Credit card and driver’s license, she said.
Why do you need my driver’s license, I asked.
For the credit card, she said.
I looked up, she was already digging through my clothes. I’d never paid for a massage up front before. She got my wallet from my pants and handed it to me with a tiny nod. I gave her my cards. She was in a small blue dress. That’s all I could see cause she was out the door so fast. I lay down and put my face back through the face hole. I thought about my wife. Something didn’t feel right. This place was different. I could hear a shower running in the next room. My mind drifted. I thought about my new racing drone. The door opened and the woman walked in and touched my head.
Happy to see you, she said.
She had long fake fingernails and began to rub her hands along my nude leg. Slowly tickling my thigh towards my business.
Hand, mouth, or pussy, she whispered.
What, I asked.
Handjob, blowjob, or sex, she said.
Massage, I said.
She made a disapproving noise.
You don’t even want a handjob, she asked.
I know what you’re thinking. I should’ve gotten dressed and walked right out of there and never come back. But you don’t understand the pain.
Regular massage, I said.
How much will you tip me, she asked.
Normal amount, I said.
How much is normal, she asked.
I don’t know, I said.

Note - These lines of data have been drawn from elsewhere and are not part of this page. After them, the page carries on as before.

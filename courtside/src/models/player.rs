use chrono::NaiveDate;
use serde::{Deserialize, Serialize};

/// Opaque key the stats provider uses for a player.
#[derive(Debug, Clone, Copy, PartialEq, Eq, Hash, PartialOrd, Ord, Serialize, Deserialize)]
#[serde(transparent)]
pub struct PlayerId(pub u64);

impl std::fmt::Display for PlayerId {
    fn fmt(&self, f: &mut std::fmt::Formatter<'_>) -> std::fmt::Result {
        write!(f, "{}", self.0)
    }
}

#[derive(Debug, Clone, PartialEq, Serialize, Deserialize)]
pub struct Player {
    pub id: PlayerId,
    pub name: String,
    pub team: String,
    pub position: Option<String>,
    pub height: Option<String>,
    pub weight: Option<String>,
    pub birth_date: Option<NaiveDate>,
}

impl Player {
    pub fn new(id: PlayerId, name: impl Into<String>, team: impl Into<String>) -> Self {
        Self {
            id,
            name: name.into(),
            team: team.into(),
            position: None,
            height: None,
            weight: None,
            birth_date: None,
        }
    }
}

/// One row of the provider's static player list, used as the name index.
#[derive(Debug, Clone, PartialEq, Serialize, Deserialize)]
pub struct PlayerIndexEntry {
    pub id: PlayerId,
    pub full_name: String,
    #[serde(default)]
    pub first_name: String,
    #[serde(default)]
    pub last_name: String,
    #[serde(default)]
    pub is_active: bool,
    #[serde(default)]
    pub team: String,
}

impl PlayerIndexEntry {
    pub fn to_player(&self) -> Player {
        Player::new(self.id, self.full_name.clone(), self.team.clone())
    }
}

/// Per-season statistics for one player.
///
/// Percentages are fractions in `[0, 1]`. The `total_*` fields are derived
/// as `round(per_game * games_played)`: they approximate the season totals
/// and will not always match the provider's own totals.
#[derive(Debug, Clone, PartialEq, Serialize, Deserialize)]
pub struct PlayerStats {
    pub player_id: PlayerId,
    pub player_name: String,
    pub season: String,
    pub games_played: u32,
    pub games_started: u32,
    pub points_per_game: f64,
    pub rebounds_per_game: f64,
    pub assists_per_game: f64,
    pub steals_per_game: f64,
    pub blocks_per_game: f64,
    pub field_goal_percentage: f64,
    pub three_point_percentage: f64,
    pub free_throw_percentage: f64,
    pub minutes_per_game: f64,
    pub total_points: u32,
    pub total_rebounds: u32,
    pub total_assists: u32,
    pub total_steals: u32,
    pub total_blocks: u32,
    pub team: String,
    pub position: Option<String>,
}

/// Per-game figures before totals are derived.
#[derive(Debug, Clone, Default, PartialEq)]
pub struct PerGameLine {
    pub games_played: u32,
    pub games_started: u32,
    pub minutes: f64,
    pub points: f64,
    pub rebounds: f64,
    pub assists: f64,
    pub steals: f64,
    pub blocks: f64,
    pub field_goal_pct: f64,
    pub three_point_pct: f64,
    pub free_throw_pct: f64,
    pub team: String,
}

/// `round(per_game * games)`, saturating at zero for negative or non-finite input.
pub fn derive_total(per_game: f64, games_played: u32) -> u32 {
    let total = (per_game * f64::from(games_played)).round();
    if total.is_finite() && total > 0.0 {
        total.min(f64::from(u32::MAX)) as u32
    } else {
        0
    }
}

fn fraction(value: f64) -> f64 {
    if value.is_finite() {
        value.clamp(0.0, 1.0)
    } else {
        0.0
    }
}

impl PlayerStats {
    pub fn from_per_game(
        player_id: PlayerId,
        player_name: impl Into<String>,
        season: impl Into<String>,
        line: PerGameLine,
        position: Option<String>,
    ) -> Self {
        let gp = line.games_played;
        Self {
            player_id,
            player_name: player_name.into(),
            season: season.into(),
            games_played: gp,
            games_started: line.games_started,
            points_per_game: line.points,
            rebounds_per_game: line.rebounds,
            assists_per_game: line.assists,
            steals_per_game: line.steals,
            blocks_per_game: line.blocks,
            field_goal_percentage: fraction(line.field_goal_pct),
            three_point_percentage: fraction(line.three_point_pct),
            free_throw_percentage: fraction(line.free_throw_pct),
            minutes_per_game: line.minutes,
            total_points: derive_total(line.points, gp),
            total_rebounds: derive_total(line.rebounds, gp),
            total_assists: derive_total(line.assists, gp),
            total_steals: derive_total(line.steals, gp),
            total_blocks: derive_total(line.blocks, gp),
            team: line.team,
            position,
        }
    }
}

Ten?
She sighed. Long and slow like a mother to a petulant toddler. She walked out and I could hear her speaking to the woman at the front desk. They were talking fast in a language I couldn’t understand. Every now and then they would say the words regular massage in English and laugh. Finally the woman came back.
Thirty dollar tip, she said.
Whatever, fine, I said and pointed to my bad shoulder. She touched me and began. I could feel her boredom. I pointed to my bad spot again but she didn’t care. I thought about all the awful years it took to bring us together at this moment. Drops of water fell on my back. It felt like warm summer rain. It took me a second to realize it was coming from her wet hair.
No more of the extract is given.